MAC: Mines and Communities

Burma: Mining brewing more trouble for Arakan State?

Published by MAC on 2013-10-15
Source: Mizzima, Irrawaddy, Myanmar Times, IBT

We have reported before on Jean Raymond Boulle and the accusations made against him during genocidal conflicts in the DR Congo. See: Behind the numbers: Untold Suffering in the Congo

Now he's reportedly wooed the government of Arakan into granting him a lease over territory which has seen thousands of Rohingya Muslims killed, brutalised and forced to flee their country over the past year and more. See: Burmese regime allegedly persecuting Muslim minorities

Arakan State government backs mining projects in strife-torn north

The Irrawaddy

7 October 2013

A Chinese and a Luxembourg-registered firm have obtained Arakan State government approval to begin mining aluminum and titanium deposits located on beaches in the north of the state, said Arakan State Minister of Electricity and Industry Aung Than Tin.

He added that final approval from Naypyidaw for the projects, which are located in strife-torn parts of the state, was expected soon.

State government approvals were granted to a Chinese company called Shwe Shapweye (which means Gold Finder in the Burmese language) and the Luxembourg-registered Boulle Mining Group, Aung Than Tin said, adding that the firms needed to form a joint-venture with a Burmese partner.

"There is no objection from the state government to the projects," he told The Irrawaddy, adding that the firms had "proved that the operation areas are outside of farmlands and forestry areas."

Aung Than Tin, who until recently was state minister of mining, said the firms would mine sands for aluminum and titanium deposits at sites along the beaches of Rathedaung and Maungdaw townships.

The project sites would be located in townships where tens of thousands of people remain displaced after outbreaks of deadly inter-communal violence between Arakanese Buddhists and Rohingya Muslims last year. Maungdaw Township, a Muslim-majority area, has for many years been administered by Burmese security forces, which have been accused of committing of widespread human rights abuses against the population.

Boulle Mining Group's website said it has mined for copper, cobalt and zinc in the war-torn Democratic Republic of the Congo, for titanium dioxide, ilmenite and zircon in Sierra Leone and for diamonds in Namibia.

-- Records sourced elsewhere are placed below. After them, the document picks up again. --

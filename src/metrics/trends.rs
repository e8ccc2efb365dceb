use chrono::Duration;

use super::stats::{percentage, population_std_dev, round1, thirds, Tally};
use crate::domain::ParsedGame;

const MAX_WEEKS: u32 = 4;
const WEEK_DAYS: i64 = 7;

#[derive(Debug, Clone, PartialEq)]
pub struct WeeklyRating {
    pub week: u32,
    pub start_rating: i32,
    pub end_rating: i32,
    pub change: i32,
    pub games: u32,
    pub win_rate: f64,
    pub std_dev: f64,
}

#[derive(Debug, Clone, Default, PartialEq)]
pub struct RatingTrends {
    pub weeks: Vec<WeeklyRating>,
    pub overall_change: i32,
    pub start_std_dev: f64,
    pub end_std_dev: f64,
    pub consistency_improving: bool,
}

/// Rating movement over `chronological` games (oldest first).
///
/// Weeks are consecutive seven-day windows starting on the calendar day of the
/// first game; windows without games are left out.
pub fn calculate(chronological: &[&ParsedGame]) -> RatingTrends {
    let (Some(first), Some(last)) = (chronological.first(), chronological.last()) else {
        return RatingTrends::default();
    };

    let start_day = first.date.date_naive();
    let end_day = last.date.date_naive();

    let mut weeks = Vec::new();
    let mut week_start = start_day;
    let mut week = 1;

    while week_start <= end_day && week <= MAX_WEEKS {
        let week_end = week_start + Duration::days(WEEK_DAYS - 1);
        let in_week: Vec<&ParsedGame> = chronological
            .iter()
            .copied()
            .filter(|g| (week_start..=week_end).contains(&g.date.date_naive()))
            .collect();

        if let Some(weekly) = weekly_rating(week, &in_week) {
            weeks.push(weekly);
        }

        week += 1;
        week_start = week_end + Duration::days(1);
    }

    let (early, recent) = thirds(chronological);
    let start_std_dev = rating_spread(early);
    let end_std_dev = rating_spread(recent);

    RatingTrends {
        weeks,
        overall_change: last.player_rating - first.player_rating,
        start_std_dev: round1(start_std_dev),
        end_std_dev: round1(end_std_dev),
        consistency_improving: end_std_dev < start_std_dev,
    }
}

fn weekly_rating(week: u32, games: &[&ParsedGame]) -> Option<WeeklyRating> {
    let first = games.first()?;
    let last = games.last()?;
    let tally = Tally::of(games.iter().copied());

    Some(WeeklyRating {
        week,
        start_rating: first.player_rating,
        end_rating: last.player_rating,
        change: last.player_rating - first.player_rating,
        games: tally.games,
        win_rate: percentage(tally.wins, tally.games),
        std_dev: rating_spread(games),
    })
}

fn rating_spread(games: &[&ParsedGame]) -> f64 {
    let ratings: Vec<f64> = games.iter().map(|g| g.player_rating as f64).collect();
    population_std_dev(&ratings)
}

#[cfg(test)]
mod tests {
    use super::*;
    use crate::domain::fixtures::{utc, GameBuilder};
    use crate::metrics::stats::chronological;

    #[test]
    fn test_weekly_windows_from_first_game() {
        let games = vec![
            GameBuilder::new(1).at(utc(2024, 3, 1, 10)).ratings(800, 800).win().build(),
            GameBuilder::new(2).at(utc(2024, 3, 7, 22)).ratings(820, 800).loss().build(),
            GameBuilder::new(3).at(utc(2024, 3, 8, 9)).ratings(810, 800).win().build(),
            // Week 3 is empty
            GameBuilder::new(4).at(utc(2024, 3, 25, 9)).ratings(850, 800).win().build(),
            // Beyond four weeks
            GameBuilder::new(5).at(utc(2024, 4, 2, 9)).ratings(870, 800).win().build(),
        ];

        let trends = calculate(&chronological(&games));

        let weeks: Vec<u32> = trends.weeks.iter().map(|w| w.week).collect();
        assert_eq!(weeks, vec![1, 2, 4]);

        let first = &trends.weeks[0];
        assert_eq!((first.start_rating, first.end_rating, first.change), (800, 820, 20));
        assert_eq!(first.games, 2);
        assert_eq!(first.win_rate, 50.0);
        assert_eq!(first.std_dev, 10.0);

        assert_eq!(trends.overall_change, 70);
    }

    #[test]
    fn test_consistency_compares_thirds() {
        let ratings = [700, 800, 900, 750, 800, 805, 800];
        let games: Vec<ParsedGame> = ratings
            .iter()
            .enumerate()
            .map(|(i, &r)| GameBuilder::new(i as u32).ratings(r, 800).build())
            .collect();

        let trends = calculate(&chronological(&games));

        // Early: 700, 800. Recent: 800, 805, 800
        assert_eq!(trends.start_std_dev, 50.0);
        assert_eq!(trends.end_std_dev, 2.4);
        assert!(trends.consistency_improving);
    }

    #[test]
    fn test_no_games() {
        assert_eq!(calculate(&[]), RatingTrends::default());
    }
}
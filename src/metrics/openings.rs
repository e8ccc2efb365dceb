use std::collections::BTreeMap;

use super::stats::{percentage, Tally};
use crate::config::AnalysisSettings;
use crate::domain::{Color, ParsedGame, ResultType};

const SHORTLIST_LEN: usize = 5;

#[derive(Debug, Clone, PartialEq)]
pub struct OpeningStats {
    pub name: String,
    pub tally: Tally,
    pub win_rate: f64,
    pub as_white: u32,
    pub as_black: u32,
    pub white_win_rate: f64,
    pub black_win_rate: f64,
}

#[derive(Debug, Clone, Default, PartialEq)]
pub struct OpeningMetrics {
    pub unique_openings: usize,
    /// Openings played at least `min_games_for_pattern` times, most played first.
    pub repertoire: Vec<OpeningStats>,
    pub top: Vec<OpeningStats>,
    pub worst: Vec<OpeningStats>,
}

#[derive(Default)]
struct OpeningAccumulator {
    tally: Tally,
    as_white: u32,
    as_black: u32,
    white_wins: u32,
    black_wins: u32,
}

pub fn calculate(games: &[ParsedGame], settings: &AnalysisSettings) -> OpeningMetrics {
    let mut by_opening: BTreeMap<&str, OpeningAccumulator> = BTreeMap::new();

    for game in games {
        let entry = by_opening.entry(game.opening.as_str()).or_default();
        entry.tally.add(game);

        let won = game.result_type == ResultType::Win;
        match game.color {
            Color::White => {
                entry.as_white += 1;
                entry.white_wins += won as u32;
            }
            Color::Black => {
                entry.as_black += 1;
                entry.black_wins += won as u32;
            }
        }
    }

    let unique_openings = by_opening.len();

    let mut repertoire: Vec<OpeningStats> = by_opening
        .into_iter()
        .filter(|(_, acc)| acc.tally.games >= settings.min_games_for_pattern)
        .map(|(name, acc)| OpeningStats {
            name: name.to_string(),
            tally: acc.tally,
            win_rate: acc.tally.win_rate(),
            as_white: acc.as_white,
            as_black: acc.as_black,
            white_win_rate: percentage(acc.white_wins, acc.as_white),
            black_win_rate: percentage(acc.black_wins, acc.as_black),
        })
        .collect();

    repertoire.sort_by(|a, b| {
        b.tally
            .games
            .cmp(&a.tally.games)
            .then_with(|| b.win_rate.total_cmp(&a.win_rate))
    });

    let top = repertoire.iter().take(SHORTLIST_LEN).cloned().collect();

    let mut worst = repertoire.clone();
    worst.sort_by(|a, b| a.win_rate.total_cmp(&b.win_rate));
    worst.truncate(SHORTLIST_LEN);

    OpeningMetrics {
        unique_openings,
        repertoire,
        top,
        worst,
    }
}
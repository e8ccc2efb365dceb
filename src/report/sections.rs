use chrono::Duration;

use super::baselines::{quote_for, ReferenceBaselines};
use super::{ReportContext, ReportWriter};
use crate::domain::{GamePhase, Termination};
use crate::insights::{ExpectedGain, Insights, OutcomeSummary};
use crate::metrics::stats::percentage;
use crate::metrics::{ColorStats, Metrics};

const NA: &str = "n/a";
const NEXT_ANALYSIS_DAYS: i64 = 30;
const TOO_MANY_OPENINGS: usize = 20;
const OPENINGS_KEPT: usize = 3;
const OPENINGS_TO_FIX: usize = 2;
const OPPONENT_BAR_MAX: usize = 20;
const STAR_DAY_RATE: f64 = 60.0;
const STAR_TIME_RATE: f64 = 55.0;
const WEAK_TIME_RATE: f64 = 40.0;

pub(super) fn header(out: &mut ReportWriter, context: &ReportContext) {
    out.border();
    out.centered("CHESS PERFORMANCE ANALYSIS REPORT");
    out.centered(&format!("Player: {}", context.profile.username));
    out.centered(&format!(
        "Generated: {}",
        context.generated_at.format("%Y-%m-%d %H:%M UTC")
    ));
    out.border();
    out.blank();
}

pub(super) fn performance_overview(
    out: &mut ReportWriter,
    metrics: &Metrics,
    insights: &Insights,
    context: &ReportContext,
) {
    let basic = &metrics.basic;
    let profile = &context.profile;

    out.heading("📊 PERFORMANCE OVERVIEW");
    out.line(format!(
        "Rating: {} ({} level)",
        profile.current_rating,
        profile.rating_level.as_str()
    ));

    let window = if context.days == 0 {
        "all available archives".to_string()
    } else {
        format!("last {} days", context.days)
    };
    out.line(format!("Games Analyzed: {} ({})", basic.total_games, window));
    out.line(format!(
        "Overall Record: {}W - {}L - {}D ({:.1}% win rate)",
        basic.wins, basic.losses, basic.draws, basic.win_rate
    ));
    if basic.total_games > 0 {
        out.line(format!(
            "Average Opponent: {:.0} (your average rating: {:.0})",
            basic.avg_opponent_rating, basic.avg_player_rating
        ));
    }

    for (label, summary) in [("Wins", &insights.patterns.winning), ("Losses", &insights.patterns.losing)] {
        if let Some(line) = outcome_line(label, summary) {
            out.line(line);
        }
    }
    out.blank();
}
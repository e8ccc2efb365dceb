pub mod cache;
pub mod cli;
pub mod config;
pub mod domain;
pub mod errors;
pub mod http;
pub mod insights;
pub mod metrics;
pub mod parser;
pub mod rate_limiter;
pub mod report;
pub mod services;
pub mod source;

use anyhow::Result;
use clap::{CommandFactory, Parser};
use clap_complete::Shell;
use cli::Cli;
use colored::Colorize;
use std::io::Write;
use std::path::PathBuf;

use crate::cache::Cache;
use crate::cli::Command;
use crate::config::settings::AppConfig;
use crate::domain::ParseProgress;
use crate::services::{AnalysisOutcome, AnalysisRequest, AnalysisService};
use crate::source::{ArchiveFileSource, ChessComClient};

const PROGRESS_BAR_WIDTH: usize = 30;

pub fn interpret() -> Command {
    let cli = Cli::parse();
    cli.command
}

/// Options of the `analyze` command after CLI parsing.
#[derive(Debug, Clone)]
pub struct AnalyzeOptions {
    pub username: String,
    pub games: Option<usize>,
    pub days: Option<u32>,
    pub output_dir: Option<PathBuf>,
    pub input: Option<PathBuf>,
    pub cache_dir: PathBuf,
    pub no_cache: bool,
}

pub fn handle_analyze(options: AnalyzeOptions) -> Result<()> {
    let config = AppConfig::new();
    let request = AnalysisRequest {
        username: options.username.clone(),
        num_games: options.games.unwrap_or(config.fetcher.default_num_games),
        days: options.days.unwrap_or(config.fetcher.default_days),
    };
    let output_dir = options
        .output_dir
        .clone()
        .unwrap_or_else(|| PathBuf::from(&config.report.output_dir));

    let runtime = tokio::runtime::Runtime::new()?;
    let outcome = runtime.block_on(async {
        let service = AnalysisService::new(config.clone(), &output_dir)?;

        match &options.input {
            Some(path) => {
                let mut source = ArchiveFileSource::new(path);
                service.run(&mut source, &request, print_progress).await
            }
            None => {
                let mut source = ChessComClient::new(&config.fetcher)?;
                if !options.no_cache {
                    source = source.with_cache(Cache::new(&options.cache_dir)?);
                }
                service.run(&mut source, &request, print_progress).await
            }
        }
    })?;

    match outcome {
        Some(outcome) => print_summary(&outcome),
        None => println!("{}", "No data available".yellow()),
    }
    Ok(())
}

pub fn handle_completions(shell: Shell) -> Result<()> {
    let mut command = Cli::command();
    let name = command.get_name().to_string();
    clap_complete::generate(shell, &mut command, name, &mut std::io::stdout());
    Ok(())
}

// --- Helper Methods ---

fn print_progress(progress: &ParseProgress) {
    let mut stderr = std::io::stderr();
    let _ = write!(stderr, "\r{} {}", "Parsing".cyan(), progress.render_bar(PROGRESS_BAR_WIDTH));
    if progress.is_complete() {
        let _ = writeln!(stderr);
    }
    let _ = stderr.flush();
}

fn print_summary(outcome: &AnalysisOutcome) {
    let analysis = &outcome.analysis;
    let basic = &analysis.metrics.basic;

    println!("{}", "Analysis complete".green().bold());
    println!(
        "  Player:  {} ({}, {})",
        analysis.profile.username.bold(),
        analysis.profile.current_rating,
        analysis.profile.rating_level.as_str()
    );
    println!(
        "  Games:   {} analyzed ({}W-{}L-{}D, {:.1}% win rate)",
        analysis.games_analyzed, basic.wins, basic.losses, basic.draws, basic.win_rate
    );
    if !analysis.skipped.is_empty() {
        println!(
            "  {}",
            format!("Skipped: {} malformed or foreign records", analysis.skipped.len()).yellow()
        );
    }

    println!("  Top priorities:");
    for (i, priority) in analysis.insights.priorities.iter().enumerate() {
        println!("    {}. {}", i + 1, priority.area.title().red());
    }
    println!("  Report:  {}", outcome.report_path.display().to_string().underline());
}
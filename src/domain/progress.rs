use log::info;

const LOG_EVERY: usize = 20;

/// Track progress of game parsing
#[derive(Debug, Clone, PartialEq, Eq)]
pub struct ParseProgress {
    total: usize,
    parsed: usize,
    skipped: usize,
}

impl ParseProgress {
    pub fn new(total: usize) -> Self {
        Self {
            total,
            parsed: 0,
            skipped: 0,
        }
    }

    pub fn increment_parsed(&mut self) {
        self.parsed += 1;
        self.log_progress();
    }

    pub fn increment_skipped(&mut self) {
        self.skipped += 1;
        self.log_progress();
    }

    pub fn current_count(&self) -> usize {
        self.parsed + self.skipped
    }

    pub fn total(&self) -> usize {
        self.total
    }

    pub fn parsed(&self) -> usize {
        self.parsed
    }

    pub fn skipped(&self) -> usize {
        self.skipped
    }

    pub fn is_complete(&self) -> bool {
        is_complete(self.current_count(), self.total)
    }

    /// Text progress bar, e.g. `[#####-----] 50/100`.
    pub fn render_bar(&self, width: usize) -> String {
        let current = self.current_count();
        let filled = if self.total == 0 {
            width
        } else {
            (current * width / self.total).min(width)
        };

        format!(
            "[{}{}] {}/{}",
            "#".repeat(filled),
            "-".repeat(width - filled),
            current,
            self.total
        )
    }

    fn log_progress(&self) {
        let current = self.current_count();
        if should_log(current, self.total) {
            info!(
                "  → Parsed {}/{} games ({} skipped)",
                current, self.total, self.skipped
            );
        }
    }
}

fn should_log(current: usize, total: usize) -> bool {
    is_milestone(current) || is_complete(current, total)
}

fn is_milestone(count: usize) -> bool {
    count % LOG_EVERY == 0
}

fn is_complete(current: usize, total: usize) -> bool {
    current == total
}
use anyhow::{Context, Result};
use chrono::{DateTime, Utc};
use log::{info, warn};
use serde_json::Value;
use std::fs;
use std::path::{Path, PathBuf};

use crate::config::settings::AppConfig;
use crate::domain::{ParseProgress, ParsedGame, PlayerProfile, RatingSnapshot};
use crate::insights::{InsightGenerator, Insights, RuleBasedInsights};
use crate::metrics::{self, Metrics};
use crate::parser::{parse_batch, GameParser, SkippedRecord};
use crate::report::{ReportContext, ReportFormatter};
use crate::source::GameRecordSource;

#[derive(Debug, Clone)]
pub struct AnalysisRequest {
    pub username: String,
    pub num_games: usize,
    /// Look-back window in days; 0 analyzes every archive.
    pub days: u32,
}

/// Result of running the pipeline over one player's games.
#[derive(Debug, Clone)]
pub struct Analysis {
    pub profile: PlayerProfile,
    pub games_analyzed: usize,
    pub skipped: Vec<SkippedRecord>,
    pub metrics: Metrics,
    pub insights: Insights,
    pub report: String,
}

#[derive(Debug, Clone)]
pub struct AnalysisOutcome {
    pub analysis: Analysis,
    pub report_path: PathBuf,
}

pub struct AnalysisService {
    config: AppConfig,
    parser: GameParser,
    insights: RuleBasedInsights,
    formatter: ReportFormatter,
    output_dir: PathBuf,
}

impl AnalysisService {
    pub fn new<P: AsRef<Path>>(config: AppConfig, output_dir: P) -> Result<Self> {
        let parser = GameParser::new(config.analysis.clone())?;

        Ok(Self {
            config,
            parser,
            insights: RuleBasedInsights::new(),
            formatter: ReportFormatter::new(),
            output_dir: output_dir.as_ref().to_path_buf(),
        })
    }

    /// Fetch, analyze and write the report. `Ok(None)` means no game could be
    /// parsed and nothing was written.
    pub async fn run<S, F>(
        &self,
        source: &mut S,
        request: &AnalysisRequest,
        on_progress: F,
    ) -> Result<Option<AnalysisOutcome>>
    where
        S: GameRecordSource,
        F: FnMut(&ParseProgress),
    {
        info!("=== Analyzing {} ===", request.username);

        info!("Step 1: Fetching games");
        let records = source
            .fetch_games(&request.username, request.num_games, request.days)
            .await?;
        info!("  → {} raw records", records.len());

        let rating = match source.fetch_rating(&request.username).await {
            Ok(snapshot) => Some(snapshot),
            Err(e) => {
                warn!("Could not fetch current rating, using latest game instead: {:#}", e);
                None
            }
        };

        let generated_at = Utc::now();
        let Some(analysis) = self.analyze(&records, request, rating, generated_at, on_progress) else {
            warn!("No data available for {}", request.username);
            return Ok(None);
        };

        info!("Step 5: Writing report");
        let report_path = self.write_report(&request.username, generated_at, &analysis.report)?;
        info!("  → Report saved to {}", report_path.display());

        info!("=== Analysis Complete ===");
        Ok(Some(AnalysisOutcome {
            analysis,
            report_path,
        }))
    }

    /// Parse, aggregate and format `records`. `None` when nothing parses.
    pub fn analyze<F>(
        &self,
        records: &[Value],
        request: &AnalysisRequest,
        rating: Option<RatingSnapshot>,
        generated_at: DateTime<Utc>,
        on_progress: F,
    ) -> Option<Analysis>
    where
        F: FnMut(&ParseProgress),
    {
        info!("Step 2: Parsing {} records", records.len());
        let batch = parse_batch(&self.parser, records, &request.username, on_progress);
        info!(
            "  → {} games parsed, {} skipped",
            batch.games.len(),
            batch.skipped.len()
        );
        if batch.games.is_empty() {
            return None;
        }

        let rating = rating.unwrap_or_else(|| Self::latest_rating(&batch.games));
        let profile = PlayerProfile::new(&request.username, rating);

        info!("Step 3: Calculating metrics");
        let metrics = metrics::calculate_all(&batch.games, &self.config.analysis);

        info!("Step 4: Generating insights");
        let insights = self.insights.generate(&metrics, &profile);

        let context = ReportContext::new(
            profile.clone(),
            generated_at,
            request.days,
            self.config.report.clone(),
        );
        let report = self.formatter.format(&metrics, &insights, &context);

        Some(Analysis {
            profile,
            games_analyzed: batch.games.len(),
            skipped: batch.skipped,
            metrics,
            insights,
            report,
        })
    }

    // --- Helper Methods ---

    fn latest_rating(games: &[ParsedGame]) -> RatingSnapshot {
        let rating = games
            .iter()
            .max_by_key(|g| g.date)
            .map(|g| g.player_rating)
            .unwrap_or_default();
        RatingSnapshot { rating }
    }

    fn write_report(&self, username: &str, generated_at: DateTime<Utc>, report: &str) -> Result<PathBuf> {
        fs::create_dir_all(&self.output_dir).with_context(|| {
            format!("Failed to create output directory {}", self.output_dir.display())
        })?;

        let path = self.output_dir.join(report_file_name(username, generated_at));
        fs::write(&path, report).with_context(|| format!("Failed to write report {}", path.display()))?;
        Ok(path)
    }
}

pub fn report_file_name(username: &str, generated_at: DateTime<Utc>) -> String {
    format!(
        "{}_analysis_{}.txt",
        username,
        generated_at.format("%Y%m%d_%H%M%S")
    )
}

A 2006 article in the Globe and Mail describes the firm's owner Jean-Raymond Boulle as a controversial figure who "has had a long career in the diamond trade that has included brushes with rebel leaders during the civil war in the Democratic Republic of Congo and complaints about his business practices by a United Nations panel."

The Chinese firm Shwe Shapweye has been prospecting for mineral deposits along the Ale Than Kyaw beach in Maungdaw and Angu Maw beach in Rathedaung since 2010.

A manager at Shwe Shapweye told Radio Free Asia's Burmese-language service that mining operations on the beaches will start soon. He told the broadcaster that 1 ton of titanium could be produced by sifting through 500 tons of sand.

According to local villagers, the firm has already dug up massive amounts of sand while prospecting. The Chinese firm reportedly received security guarantees from the state government while carrying out the work.

A local civil society group, called the Wunlatt Foundation, said it was concerned over the projects' impacts on the approximately 30 Buddhist and Muslim villages that are located on the coast near the planned mining areas.

Wunlatt Foundation member Zaw Zaw Htun said, however, that the group had been unable to inspect the situation in the project areas since inter-communal violence first broke out in June last year.

Mining of mineral-rich sands on beaches is done through open pit strip-mining. Massive amounts of sand are dug up and valuable minerals are separated in water, after which the remaining sand is dumped back onto the beach.

The practice, which is being done in countries such as the US, Australia, India and Sierra Leone, is considered environmentally harmful as it causes erosion, destroys the local ecosystem and affects wildlife on the beaches, such as sea turtles.

State Minister of Electricity and IndustryAung Than Tin claimed that local communities had already accepted the projects' environmental consequences. "We will have to do business for our state's development, and selling these resources is for all the people's sake," he added.

Kyaw Thein, the state mining minister, said he saw no problem in attracting foreign investment to the region, despite the presence of tens of thousands of refugees and allegations of widespread human rights abuses.

"The project is for the sake of local development. It would create jobs for the local people," he said. "Although the companies would have to hire skilled workers from abroad, the manual laborers will be from the villages."

Soe Nyein, a state lawmaker from Kyauk Taw Township, said he was concerned about the decision to grant mining licenses, as it had not been discussed with Arakan parliamentarians or with local communities.

"These sands are very valuable, the government should be transparent about it, and consult with the locals first about whatever they do," he said.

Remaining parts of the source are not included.